Este
caso aconteceu há bastante tempo, ao que me contaram. Afiançaram-me
que era verídico.
É
o seguinte:
Jane
– 28 anos – e Bob Douglas, 32 anos, casados, havia quatro anos,
viviam o que se chama de felizes no bairro de Soho, Londres.
Certa
tardinha, quando Jane servia o chá para ambos, Bob, de repente,
enfureceu-se:
– Fico
doente de ver todos os dias esse bule velho de bico rachado! Não
aguento mais!
Jane,
em geral suave, retrucou também enraivecida:
– Pois
vá você mesmo comprar um bule bem bonito, se tem dinheiro!
Bob
– e ao que parece era a primeira “cena” entre ambos – Bob
saiu batendo a porta. Foi visto num pub, certamente para se acalmar –
e depois nunca mais foi visto por ninguém.
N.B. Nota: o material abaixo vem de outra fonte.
//! Authentication utilities
//!
//! Provides:
//! - Admin key hashing and validation
//! - The [`AdminGuard`] extractor protecting operator endpoints
//! - Optional shared-token verification for provider webhooks

use crate::config::AuthConfig;
use crate::errors::{AppError, Result};
use axum::{
    extract::{FromRef, FromRequestParts},
    http::request::Parts,
};
use sha2::{Digest, Sha256};
use std::sync::Arc;
use uuid::Uuid;

/// Header carrying the webhook shared token
pub const WEBHOOK_TOKEN_HEADER: &str = "x-webhook-token";

/// Hash an API key for storage
pub fn hash_api_key(api_key: &str) -> String {
    let mut hasher = Sha256::new();
    hasher.update(api_key.as_bytes());
    hex::encode(hasher.finalize())
}

/// Validate an API key against a stored hash
pub fn validate_api_key(api_key: &str, stored_hash: &str) -> bool {
    constant_time_eq(
        hash_api_key(api_key).as_bytes(),
        stored_hash.trim().to_ascii_lowercase().as_bytes(),
    )
}

/// Compare without short-circuiting on the first differing byte
pub fn constant_time_eq(a: &[u8], b: &[u8]) -> bool {
    if a.len() != b.len() {
        return false;
    }
    a.iter().zip(b).fold(0u8, |acc, (x, y)| acc | (x ^ y)) == 0
}

/// Check a presented admin key against configuration
pub fn verify_admin_key(config: &AuthConfig, presented: Option<&str>) -> Result<()> {
    let Some(ref stored_hash) = config.admin_key_hash else {
        return Err(AppError::Forbidden {
            message: "Admin endpoints are disabled".to_string(),
        });
    };

    let key = presented.ok_or_else(|| AppError::Unauthorized {
        message: format!("Missing {} header", config.admin_header),
    })?;

    if validate_api_key(key, stored_hash) {
        Ok(())
    } else {
        Err(AppError::InvalidApiKey)
    }
}

/// Check a webhook's shared token. With no token configured every request
/// is accepted.
pub fn verify_webhook_token(expected: Option<&str>, presented: Option<&str>) -> Result<()> {
    match expected {
        None => Ok(()),
        Some(expected) => match presented {
            Some(token) if constant_time_eq(token.as_bytes(), expected.as_bytes()) => Ok(()),
            _ => Err(AppError::InvalidWebhookToken),
        },
    }
}

/// Proof that the request carried a valid admin key
#[derive(Debug, Clone)]
pub struct AdminGuard {
    /// Request ID for tracing
    pub request_id: String,
}

impl<S> FromRequestParts<S> for AdminGuard
where
    S: Send + Sync,
    Arc<AuthConfig>: FromRef<S>,
{
    type Rejection = AppError;

    async fn from_request_parts(parts: &mut Parts, state: &S) -> Result<Self> {
        let config = Arc::<AuthConfig>::from_ref(state);

        let presented = parts
            .headers
            .get(config.admin_header.as_str())
            .and_then(|v| v.to_str().ok());

        verify_admin_key(&config, presented)?;

        let request_id = parts
            .headers
            .get(config.request_id_header.as_str())
            .and_then(|v| v.to_str().ok())
            .map(String::from)
            .unwrap_or_else(|| Uuid::new_v4().to_string());

        Ok(AdminGuard { request_id })
    }
}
Isto mesmo: desapareceu.
Jane boquiaberta.
Muito
tempo depois, Jane soube por um conhecido de ambos que vira Bob num
bar em Paris. E que se alistara por cinco anos na Legião
Estrangeira. O conhecido prometeu-lhe que, havendo meios, ele
arranjaria seu endereço em Paris.
Como
presente de Natal, ela ficou sabendo onde Bob morava e escreveu-lhe
emocionada. E houve a resposta.
Bob
lastimava-se inclusive de não lhe ter escrito: “Querida, quando
recobrei o juízo, fiz tudo para não entrar mais na Legião.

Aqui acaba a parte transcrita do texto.